La double identité du protagoniste, qui nous ramène à celle de l’auteur, Québécois d’origine argentine, nous offre un roman aux accents complexes pour un lecteur qui ne serait pas familier avec la culture hispano-américaine et la langue espagnole. Ponctué de multiples références géographiques, linguistiques et culturelles à l’Argentine, le roman n’est pas pour autant hermétique et reste tout de même accessible au grand public qui saura sans doute apprécier les nombreuses intrigues qui s’entrecroisent et l’humour souvent noir de l’auteur.

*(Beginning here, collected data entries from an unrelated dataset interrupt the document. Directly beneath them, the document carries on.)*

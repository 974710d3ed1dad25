//! Shlink Test - Shared test utilities for the link-sharing core.
//!
//! This crate provides an in-process [`TestHarness`] (an authorization
//! server on a manual clock with in-memory resources), signing
//! [`TestClient`]s, and fixtures for the common request bodies.
//!
//! # Usage
//!
//! ```toml
//! [dev-dependencies]
//! shlink-test.workspace = true
//! ```
//!
//! ```rust,ignore
//! #[tokio::test]
//! async fn test_share_and_claim() {
//!     let harness = TestHarness::new();
//!     let (alice, bob) = (harness.client("alice"), harness.client("bob"));
//!
//!     let package = harness.initialize(&alice).await.unwrap();
//!     let file = package.file_url("x.json");
//!     let link = harness.share(&alice, &package, &share_body([&file], 1)).await.unwrap();
//!
//!     let grant = harness.claim(&bob, &link.gnap.access, None).await.unwrap();
//!     harness.fetch(&bob, &file, &grant.access_token.value).await.unwrap();
//! }
//! ```

#![deny(unsafe_code)]
#![warn(missing_docs)]
#![deny(clippy::all)]
#![warn(unreachable_pub)]

pub mod prelude;

pub mod client;
pub mod fixtures;
pub mod harness;

pub use client::TestClient;
pub use fixtures::*;
pub use harness::{OwnedPackage, TestHarness};
pub use shlink_core::ManualClock;
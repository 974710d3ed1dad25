//! Policy records: why a token was granted.

use serde::{Deserialize, Serialize};
use shlink_crypto::KeyThumbprint;

/// Who a policy applies to.
#[derive(Debug, Clone, PartialEq, Eq, Hash, Serialize, Deserialize)]
#[serde(tag = "type", rename_all = "snake_case")]
pub enum Who {
    /// Any client that presents the link id (and PIN, when set).
    Anyone,
    /// Only the holder of the identified key.
    Keyholder {
        /// Thumbprint of the key.
        key_thumbprint: KeyThumbprint,
    },
}

/// The permission a policy conveys.
#[derive(Debug, Clone, Copy, PartialEq, Eq, Hash, Serialize, Deserialize)]
#[serde(rename_all = "snake_case")]
pub enum PolicyPermission {
    /// Permission to create a package.
    Initialize,
    /// Permission to manage the caller's own namespace.
    Manage,
    /// Permission to claim a shared link.
    Claim,
}

/// A record of one policy that enabled a grant.
///
/// Tokens carry these so they can be revoked when the policy they were
/// granted under is replaced.
#[derive(Debug, Clone, PartialEq, Eq, Hash, Serialize, Deserialize)]
pub struct PolicyRecord {
    /// Who the policy applies to.
    pub who: Who,
    /// What it permits.
    pub permission: PolicyPermission,
    /// The package it is about, if any.
    #[serde(default, skip_serializing_if = "Option::is_none")]
    pub package: Option<String>,
}

impl PolicyRecord {
    /// Anyone-may-initialize policy.
    #[must_use]
    pub fn initialize() -> Self {
        Self {
            who: Who::Anyone,
            permission: PolicyPermission::Initialize,
            package: None,
        }
    }

    /// Keyholder manage policy over the key's own namespace.
    #[must_use]
    pub fn manage(key_thumbprint: KeyThumbprint) -> Self {
        let package = Some(key_thumbprint.as_str().to_owned());
        Self {
            who: Who::Keyholder { key_thumbprint },
            permission: PolicyPermission::Manage,
            package,
        }
    }

    /// Whether this is a claim record for `package`.
    #[must_use]
    pub fn is_claim_on(&self, package: &str) -> bool {
        self.permission == PolicyPermission::Claim && self.is_about(package)
    }

    /// Anyone-may-claim policy for `package`.
    #[must_use]
    pub fn claim(package: impl Into<String>) -> Self {
        Self {
            who: Who::Anyone,
            permission: PolicyPermission::Claim,
            package: Some(package.into()),
        }
    }

    /// Whether this record names `package`.
    #[must_use]
    pub fn is_about(&self, package: &str) -> bool {
        self.package.as_deref() == Some(package)
    }
}

#[cfg(test)]
mod tests {
    use super::*;

    #[test]
    fn test_is_about() {
        let record = PolicyRecord::claim("pkg-1");
        assert!(record.is_about("pkg-1"));
        assert!(!record.is_about("pkg-2"));

        let manage = PolicyRecord::manage(KeyThumbprint::from("k".to_string()));
        assert!(manage.is_about("k"));
        assert!(!manage.is_claim_on("k"));
        assert!(PolicyRecord::claim("k").is_claim_on("k"));
    }

    #[test]
    fn test_serialization_shape() {
        let record = PolicyRecord::claim("pkg-1");
        let json = serde_json::to_value(&record).unwrap();
        assert_eq!(json["who"]["type"], "anyone");
        assert_eq!(json["permission"], "claim");
        assert_eq!(json["package"], "pkg-1");
    }
}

La recherche identitaire du personnage principal, portée par la perte de ses papiers en terre étrangère, nous ramène aux grandes questions touchant le véritable fondement de notre identité. Cette perte le met en situation d’apatride sans papier, mais le plonge également au cœur d’un questionnement qui l’amène à replonger ses racines dans cet « entre » de l’interculturalité, à la frontière de ses diverses appartenances.

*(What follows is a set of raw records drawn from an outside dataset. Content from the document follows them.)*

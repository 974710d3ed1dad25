//! Logging setup errors.

use std::path::PathBuf;

use thiserror::Error;

/// Why logging could not be installed.
#[derive(Debug, Error)]
pub enum TelemetryError {
    /// Unknown format name, or a level or directive `EnvFilter` rejects.
    #[error("invalid log setting: {0}")]
    InvalidSetting(String),

    /// Another global subscriber is already in place.
    #[error("could not install subscriber: {0}")]
    AlreadyInstalled(String),

    /// The directory for rolling log files could not be created.
    #[error("log directory {}: {source}", path.display())]
    LogDirectory {
        /// Directory requested.
        path: PathBuf,
        /// Underlying failure.
        #[source]
        source: std::io::Error,
    },
}

/// Result alias for this crate.
pub type TelemetryResult<T> = Result<T, TelemetryError>;
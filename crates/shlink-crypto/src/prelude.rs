//! Prelude module - commonly used types for convenient import.
//!
//! Use `use shlink_crypto::prelude::*;` to import all essential types.

// Errors
pub use crate::{CryptoError, CryptoResult};

// Key types
pub use crate::{Jwk, KeyPair, KeyThumbprint, PublicKey};

// Request binding
pub use crate::{BindingHeader, CompactJws, VerifiedJws, access_token_hash, sign_compact};

// Signature and hashing
pub use crate::{ContentHash, Signature};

Cette interculturalité ne se manifeste cependant pas seulement à travers les différents espaces culturels qui ont formé l’auteur et le protagoniste de son roman, mais également à travers l’enchevêtrement de ses références. Passant de la culture 2.0 de l’In- ternet à des références pointues sur des auteurs plus ou moins connus, il nous mène dans un voyage littéraire fort intéressant faisant écho, de manière assez explicite, à Jorge Luis Borges et à sa fiction d’érudition. D’ailleurs, les connaissances littéraires de l’auteur se révèlent par la maîtrise d’une narration touffue et l’utilisation de procédés offrant une lecture à plusieurs niveaux. Ainsi, le titre du roman renvoie à celui de la dernière fiction de Borges. Le protagoniste découvre d’ailleurs qu’il en est peut-être le personnage principal. On sent également l’influence de Borges lorsque le narrateur fait référence à des œuvres à l’existence incertaine, comme cet ouvrage encyclopédique du dix-septième siècle portant sur les divers fessiers du monde.

En somme, l’écrivain nous offre un roman fort plaisant à lire, mais tout de même exigeant. Les diverses péripéties du personnage principal sont divertissantes, nous tiennent en haleine, et nous donnent en même temps à réfléchir sur des questions profondes qui restent en suspens.